Zur KVW Seniorentagung werden die Vertreterinnen und Vertreter der Seniorenklubs im ganzen Land eingeladen. Heuer konnte die Vorsitzende der KVW Senioren, Maria Kusstatscher, wieder zahlreiche SeniorenklubleiterInnen und MitarbeiterInnen in Bozen begrüßen. Unter den Ehrengästen war Landesrätin Waltraud Deeg, Otto von Dellemann, Vorsitzender des Seniorenbunds, Margareth Fink vom KVW Vorstand und der geistliche Assistent im KVW, Karl Brunner.

Maria Kusstatscher machte einen Rückblick auf das vergangene Jahr: Auch in der Arbeit der KVW Senioren wurde Vieles auf online umgestellt. So wurden die Bezirkstagungen online durchgeführt und es gab Treffen mit Landeshauptmann Kompatscher, Landesrätin Deeg oder Primar Conca, die als Videokonferenz abgehalten wurden. Kusstatscher hob als positiv hervor, dass Gottesdienste über die Pfarrsender oder das Radio mitgefeiert werden können, es gab Anregungen zum Mitturnen auf Radio Grüne Welle oder in der Mediathek von Rai Südtirol können viele Sendungen nachgehört oder nachgesehen werden. „Die Tätigkeit der Seniorenklubs ruhte in den vergangenen eineinhalb Jahren nicht vollständig. Wo es möglich war, wurde telefonisch oder an der Haustür zum Geburtstag gratuliert und Alleinstehenden wurde Hilfe bei Botengängen, beim Einkaufen oder anderen Erledigungen angeboten“, berichtete Maria Kusstatscher. Mittlerweile könne wieder einiges an Aktivitäten stattfinden. Wanderungen, Fahrten, Feiern im Freien oder Vorträge in der Kirche wurden als Ideen genannt. Es brauche etwas Kreativität, aber möglich sei einiges.

Ältere Menschen tun sich schwer mit der technischen Entwicklung

Eine Forderung richtete Vorsitzende Kusstatscher an die Gesellschaft und die Politik: “Altere Menschen dürften durch die rasante, technische Entwicklung nicht ausgeschlossen werden. Wenn Fahrpläne nicht mehr gedruckt werden oder es Internet brauche, um den Spid oder grünen Pass zu erhalten, dann fühlten sich Senioren oft hilflos und ausgegrenzt“, warnte Kusstatscher. Auch bei der jüngsten Umstellung der Fernsehprogramme seien viele ältere Menschen auf Hilfe angewiesen. „Es geht auch um Entscheidungen, ob es ein neues Gerät brauche oder ob ein Decoder reiche“, sagte Kusstatscher. Für viele Senioren gehe diese Entwicklung zu schnell, sie fühlen sich überrumpelt und ausgegrenzt.

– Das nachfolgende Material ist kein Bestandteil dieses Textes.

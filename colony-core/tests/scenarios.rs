use std::collections::BTreeMap;

use colony_core::{
    ActionError, ColonyConfig, ColonyController, ColonyStatus, FixedPrice, ResourceLedger,
    Strategy, StructureKind, UpgradeId, turn,
};
use rand::SeedableRng;
use rand::rngs::StdRng;

/// Builtin rules with a custom starting colony.
fn config_with(
    structures: &[(StructureKind, u32)],
    population: u32,
    engineers: u32,
    energy: f64,
    oxygen: f64,
) -> ColonyConfig {
    let mut config = ColonyConfig::builtin();
    config.start.structures = structures.iter().copied().collect::<BTreeMap<_, _>>();
    config.start.population = population;
    config.start.engineers = engineers;
    config.start.energy = energy;
    config.start.oxygen = oxygen;
    config.validate().unwrap();
    config
}

#[test]
fn scenario_a_fully_staffed_arrays_fill_the_grid() {
    let config = config_with(&[(StructureKind::SolarArray, 2)], 10, 5, 500.0, 800.0);
    let rules = config.compile().unwrap();
    let mut ledger = ResourceLedger::new(&config.start);
    let mut rng = StdRng::seed_from_u64(1);

    let report = turn::resolve_sol(&mut ledger, &rules, Strategy::Sell, true, &mut rng);

    assert!((turn::grid_efficiency(5, 2) - 1.2).abs() < 1e-12);
    assert!((report.energy_produced - 360.0).abs() < 1e-9);
    assert_eq!(report.energy_drain, 0.0);
    assert!((ledger.energy - 860.0).abs() < 1e-9);
}

#[test]
fn scenario_b_empty_air_kills_one_to_three() {
    let config = config_with(&[], 10, 5, 500.0, 10.0);
    let rules = config.compile().unwrap();

    for seed in 0..50 {
        let mut ledger = ResourceLedger::new(&config.start);
        let mut rng = StdRng::seed_from_u64(seed);

        let report = turn::resolve_sol(&mut ledger, &rules, Strategy::Sell, true, &mut rng);

        assert_eq!(report.oxygen_generated, 0.0);
        assert_eq!(report.oxygen_consumed, 20.0);
        assert_eq!(ledger.oxygen, 0.0);
        assert!((1..=3).contains(&report.deaths), "seed {seed}: {}", report.deaths);
        assert_eq!(ledger.population, 10 - report.deaths);
        assert!(
            ledger
                .last_event()
                .is_some_and(|e| e.contains("colonists suffocated")),
            "seed {seed}: {:?}",
            ledger.last_event()
        );
    }
}

#[test]
fn scenario_c_locked_research_keeps_cash() {
    let mut colony = ColonyController::with_builtin_rules(3);
    let before = colony.ledger().clone();

    let err = colony.research(UpgradeId::NuclearReactor).unwrap_err();

    assert_eq!(
        err,
        ActionError::PrerequisiteUnmet {
            upgrade: UpgradeId::NuclearReactor,
            requires: UpgradeId::PerovskiteCells,
        }
    );
    assert_eq!(colony.ledger(), &before);
}

#[test]
fn scenario_d_loss_halts_the_week() {
    let config = config_with(&[], 3, 1, 0.0, 0.0);

    for seed in 0..20 {
        let mut colony = ColonyController::new(config.clone(), seed).unwrap();
        let result = colony.advance_turns(7, Strategy::Sell, &mut FixedPrice(65_000.0));

        assert_eq!(result.ledger.status, ColonyStatus::Lost);
        assert!(
            (1..=3).contains(&result.turns_processed),
            "seed {seed}: {}",
            result.turns_processed
        );
        assert_eq!(result.ledger.day, 1 + result.turns_processed);
        assert_eq!(result.ledger.population, 0);
        assert_eq!(
            result.events.last().map(String::as_str),
            Some(format!("Sol {}: MISSION FAILED: Colony lost.", result.ledger.day).as_str())
        );
        // Batch of seven: only the loss itself is logged.
        assert_eq!(result.events.len(), 1);
    }
}

#[test]
fn scenario_e_victory_is_synchronous() {
    let mut config = ColonyConfig::builtin();
    config.start.cash = 400_000.0;
    let mut colony = ColonyController::new(config, 5).unwrap();

    colony.research(UpgradeId::PerovskiteCells).unwrap();
    colony.research(UpgradeId::NuclearReactor).unwrap();
    assert_eq!(colony.ledger().status, ColonyStatus::Active);

    colony.research(UpgradeId::Terraforming).unwrap();

    let ledger = colony.ledger();
    assert_eq!(ledger.status, ColonyStatus::Won);
    assert_eq!(ledger.day, 1);
    assert_eq!(ledger.cash, 400_000.0 - 25_000.0 - 75_000.0 - 250_000.0);

    let result = colony.advance_turns(7, Strategy::Sell, &mut FixedPrice(65_000.0));
    assert_eq!(result.turns_processed, 0);
    assert_eq!(result.ledger.day, 1);
}

#[test]
fn starting_colony_grows_cash_when_selling() {
    let mut colony = ColonyController::with_builtin_rules(11);
    let start_cash = colony.ledger().cash;

    let result = colony.advance_turns(7, Strategy::Sell, &mut FixedPrice(65_000.0));

    // 1 data center * 50 * 1.5 scientist bonus * 0.65 per unit, seven sols
    let expected = 7.0 * 75.0 * (65_000.0 / 1e8) * 1000.0;
    assert!((result.ledger.cash - start_cash - expected).abs() < 1e-6);
    assert_eq!(result.ledger.population, 10);
}

#[test]
fn nuclear_reactor_powers_a_dark_colony() {
    let mut config = config_with(&[(StructureKind::DataCenter, 4)], 10, 0, 0.0, 800.0);
    config.start.unlocked = [UpgradeId::PerovskiteCells, UpgradeId::NuclearReactor]
        .into_iter()
        .collect();
    config.validate().unwrap();
    let rules = config.compile().unwrap();
    let mut ledger = ResourceLedger::new(&config.start);
    let mut rng = StdRng::seed_from_u64(2);

    let report = turn::resolve_sol(&mut ledger, &rules, Strategy::Hodl, true, &mut rng);

    assert_eq!(report.energy_produced, 2000.0);
    assert_eq!(ledger.energy, 1600.0);
    assert!(report.has_power);
    // 4 * 50 * (1 + 0.1 * 10 scientists)
    assert_eq!(report.compute, 400.0);
}

#[test]
fn land_fills_up() {
    let mut config = ColonyConfig::builtin();
    config.start.cash = 1_000_000.0;
    let mut colony = ColonyController::new(config, 8).unwrap();

    for _ in 0..25 {
        colony.construct(StructureKind::SolarArray).unwrap();
    }
    assert_eq!(colony.ledger().total_structures(), 30);
    assert_eq!(
        colony.construct(StructureKind::HabModule),
        Err(ActionError::CapacityExceeded { capacity: 30 })
    );
}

Aus der Krise positive Impulse mitnehmen

Als Gastreferent wurde Professor Walter Lorenz zugeschaltet. Er sprach zu „Aus der Krise lernen, mit Zuversicht in die Zukunft“. Lorenz gelang es – ohne die Pandemie zu verharmlosen – positive Impulse, die die Krise mit sich bringe, hervorzuheben. „Wir müssen unser Leben neu denken, neu gestalten“, so Professor Lorenz, „dies ist eine Chance und keine Bedrohung“.

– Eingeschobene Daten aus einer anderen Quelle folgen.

//! Colony telemetry: records structured `tracing` events into column tables.
//!
//! The simulation emits one event per resolved sol (target `sol`) plus
//! events for suffocation, colony loss, player actions and market
//! fallbacks. This crate installs a subscriber that appends each event as a
//! row in a table named after its target. Columns appear the first time a
//! field is seen and earlier rows are back-filled with defaults.
//!
//! # Usage
//!
//! ```ignore
//! instrument::install_subscriber();
//! instrument::clear();
//! // ... advance the colony ...
//! let recorder = instrument::drain();
//! let sols = recorder.sol_table().expect("no sols recorded");
//! let (lo, hi) = sols.f64_range("energy").unwrap();
//! ```

use std::cell::RefCell;
use std::collections::HashMap;

use polars::prelude::*;
use tracing::field::{Field, Visit};
use tracing::span::{Attributes, Record};
use tracing::{Event, Id, Metadata, Subscriber};

/// Target of the per-sol event.
pub const SOL_TARGET: &str = "sol";

/// A column of typed values.
#[derive(Debug, Clone)]
pub enum TypedColumn {
    U64(Vec<u64>),
    I64(Vec<i64>),
    F64(Vec<f64>),
    Bool(Vec<bool>),
    Str(Vec<String>),
}

impl TypedColumn {
    pub fn len(&self) -> usize {
        match self {
            TypedColumn::U64(v) => v.len(),
            TypedColumn::I64(v) => v.len(),
            TypedColumn::F64(v) => v.len(),
            TypedColumn::Bool(v) => v.len(),
            TypedColumn::Str(v) => v.len(),
        }
    }

    pub fn is_empty(&self) -> bool {
        self.len() == 0
    }

    fn pad_to(&mut self, rows: usize) {
        let padding = rows.saturating_sub(self.len());
        match self {
            TypedColumn::U64(v) => v.extend(std::iter::repeat_n(0, padding)),
            TypedColumn::I64(v) => v.extend(std::iter::repeat_n(0, padding)),
            TypedColumn::F64(v) => v.extend(std::iter::repeat_n(0.0, padding)),
            TypedColumn::Bool(v) => v.extend(std::iter::repeat_n(false, padding)),
            TypedColumn::Str(v) => v.extend(std::iter::repeat_n(String::new(), padding)),
        }
    }
}

/// One event target's rows, stored column by column.
#[derive(Debug, Clone, Default)]
pub struct DynamicTable {
    pub columns: HashMap<String, TypedColumn>,
    pub row_count: usize,
}

impl DynamicTable {
    fn pad_columns(&mut self) {
        let rows = self.row_count;
        for col in self.columns.values_mut() {
            col.pad_to(rows);
        }
    }

    pub fn f64_column(&self, name: &str) -> Option<&[f64]> {
        match self.columns.get(name)? {
            TypedColumn::F64(v) => Some(v),
            _ => None,
        }
    }

    pub fn u64_column(&self, name: &str) -> Option<&[u64]> {
        match self.columns.get(name)? {
            TypedColumn::U64(v) => Some(v),
            _ => None,
        }
    }

    pub fn bool_column(&self, name: &str) -> Option<&[bool]> {
        match self.columns.get(name)? {
            TypedColumn::Bool(v) => Some(v),
            _ => None,
        }
    }

    /// Smallest and largest value of a float column.
    pub fn f64_range(&self, name: &str) -> Option<(f64, f64)> {
        let values = self.f64_column(name)?;
        let first = *values.first()?;
        Some(
            values
                .iter()
                .fold((first, first), |(lo, hi), v| (lo.min(*v), hi.max(*v))),
        )
    }

    /// Convert this table to a polars DataFrame.
    pub fn to_dataframe(&self) -> PolarsResult<DataFrame> {
        let columns: Vec<Column> = self
            .columns
            .iter()
            .map(|(name, col)| match col {
                TypedColumn::U64(v) => Column::new(name.into(), v),
                TypedColumn::I64(v) => Column::new(name.into(), v),
                TypedColumn::F64(v) => Column::new(name.into(), v),
                TypedColumn::Bool(v) => Column::new(name.into(), v),
                TypedColumn::Str(v) => Column::new(name.into(), v),
            })
            .collect();

        DataFrame::new(columns)
    }
}

/// Tables keyed by tracing target.
#[derive(Debug, Clone, Default)]
pub struct Recorder {
    pub tables: HashMap<String, DynamicTable>,
}

impl Recorder {
    pub fn table(&self, target: &str) -> Option<&DynamicTable> {
        self.tables.get(target)
    }

    /// One row per resolved sol.
    pub fn sol_table(&self) -> Option<&DynamicTable> {
        self.table(SOL_TARGET)
    }

    pub fn rows(&self, target: &str) -> usize {
        self.table(target).map_or(0, |t| t.row_count)
    }

    /// Convert all tables to polars DataFrames.
    pub fn to_dataframes(&self) -> HashMap<String, DataFrame> {
        self.tables
            .iter()
            .filter_map(|(name, table)| table.to_dataframe().ok().map(|df| (name.clone(), df)))
            .collect()
    }
}

thread_local! {
    static RECORDER: RefCell<Recorder> = RefCell::default();
}

/// Pushes each event field onto the matching column.
struct ColumnVisitor<'a> {
    table: &'a mut DynamicTable,
}

impl ColumnVisitor<'_> {
    /// Column for `field`, created and back-filled for earlier rows if new.
    fn column(&mut self, field: &Field, empty: fn(usize) -> TypedColumn) -> &mut TypedColumn {
        let rows = self.table.row_count;
        self.table
            .columns
            .entry(field.name().to_string())
            .or_insert_with(|| empty(rows))
    }
}

impl Visit for ColumnVisitor<'_> {
    fn record_u64(&mut self, field: &Field, value: u64) {
        if let TypedColumn::U64(v) = self.column(field, |n| TypedColumn::U64(vec![0; n])) {
            v.push(value);
        }
    }

    fn record_i64(&mut self, field: &Field, value: i64) {
        if let TypedColumn::I64(v) = self.column(field, |n| TypedColumn::I64(vec![0; n])) {
            v.push(value);
        }
    }

    fn record_f64(&mut self, field: &Field, value: f64) {
        if let TypedColumn::F64(v) = self.column(field, |n| TypedColumn::F64(vec![0.0; n])) {
            v.push(value);
        }
    }

    fn record_bool(&mut self, field: &Field, value: bool) {
        if let TypedColumn::Bool(v) = self.column(field, |n| TypedColumn::Bool(vec![false; n])) {
            v.push(value);
        }
    }

    fn record_str(&mut self, field: &Field, value: &str) {
        if let TypedColumn::Str(v) =
            self.column(field, |n| TypedColumn::Str(vec![String::new(); n]))
        {
            v.push(value.to_string());
        }
    }

    fn record_debug(&mut self, field: &Field, value: &dyn std::fmt::Debug) {
        self.record_str(field, &format!("{:?}", value));
    }
}

/// Subscriber that records info-and-above events into the thread-local
/// recorder. Spans are ignored.
#[derive(Debug, Clone, Copy, Default)]
pub struct TelemetrySubscriber;

impl Subscriber for TelemetrySubscriber {
    fn enabled(&self, metadata: &Metadata<'_>) -> bool {
        metadata.is_event() && *metadata.level() <= tracing::Level::INFO
    }

    fn new_span(&self, _span: &Attributes<'_>) -> Id {
        Id::from_u64(1)
    }

    fn record(&self, _span: &Id, _values: &Record<'_>) {}

    fn record_follows_from(&self, _span: &Id, _follows: &Id) {}

    fn event(&self, event: &Event<'_>) {
        let target = event.metadata().target().to_string();

        RECORDER.with(|r| {
            let mut recorder = r.borrow_mut();
            let table = recorder.tables.entry(target).or_default();

            table.pad_columns();
            event.record(&mut ColumnVisitor { table: &mut *table });
            table.row_count += 1;
            // Columns this event did not mention get a default.
            table.pad_columns();
        });
    }

    fn enter(&self, _span: &Id) {}

    fn exit(&self, _span: &Id) {}
}

/// Install the TelemetrySubscriber as the global default.
/// Safe to call from every test; only the first call takes effect.
pub fn install_subscriber() {
    let _ = tracing::subscriber::set_global_default(TelemetrySubscriber);
}

/// Take everything recorded on this thread so far.
pub fn drain() -> Recorder {
    RECORDER.with(|r| std::mem::take(&mut *r.borrow_mut()))
}

/// Clear all recorded data without returning it.
pub fn clear() {
    RECORDER.with(|r| *r.borrow_mut() = Recorder::default());
}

Dadurch, dass menschliche Werte nicht mehr gelebt werden durften, sei uns erst ihre Bedeutung und Wichtigkeit bewusst geworden. An den vier Punkten persönliche Nähe, Gemeinschaft, Gewissheit und individuelle Freiheit zeigte Walter Lorenz auf, wie die Erfahrungen der vergangenen Monate auch Anstoß dafür sein können, diese Werte neu zu entdecken und zu gestalten. Das Gebot der Distanzierung habe tief in unser Leben eingegriffen. Und oft war es auch unmenschlich, zum Beispiel wenn es kein Abschiednehmen von Sterbenden geben durfte oder Treffen in Altersheimen nicht möglich waren. „Der Wert der körperlichen Nähe wurde uns so bewusst“, sagte Lorenz. Es wurden aber auch die Schattenseiten deutlicher, wenn es zu häuslicher Gewalt kam, wenn Frauen Zuflucht im Frauenhaus suchten, wenn es Übergriffe am Arbeitsplatz gab.

Walter Lorenz sieht eine Chance darin, dass Menschen nach der Pandemie bewusster werde, wann sie Nähe wünschen und wann Distanz nicht eingehalten werde. Dies gelte für die Familie ebenso wie für den Arbeitsplatz.

Die Pandemie habe den Glauben an die absolute Gewissheit fundamental erschüttert, so Lorenz. Das Vertrauen in Wissenschaftler und Politiker ist zersetzt worden. Die Hoffnung liegt für Lorenz darin, dass „uns bewusst wird, dass es keine absolute Gewissheit geben kann“. Vielleicht lernen wir skeptisch zu sein gegen alles, was Gewissheit verspricht und dadurch Dogmen und Ideologien zu hinterfragen.

Ein Sketch des Seniorentheaters „Orangenduft“ sorgte für Abwechslung, die Angebote der BewegungsleiterInnen, TanzleiterInnen und der Senioren-Online-BegleiterInnen wurden vorgestellt, und es wurde erklärt, was mittlerweile wieder möglich ist.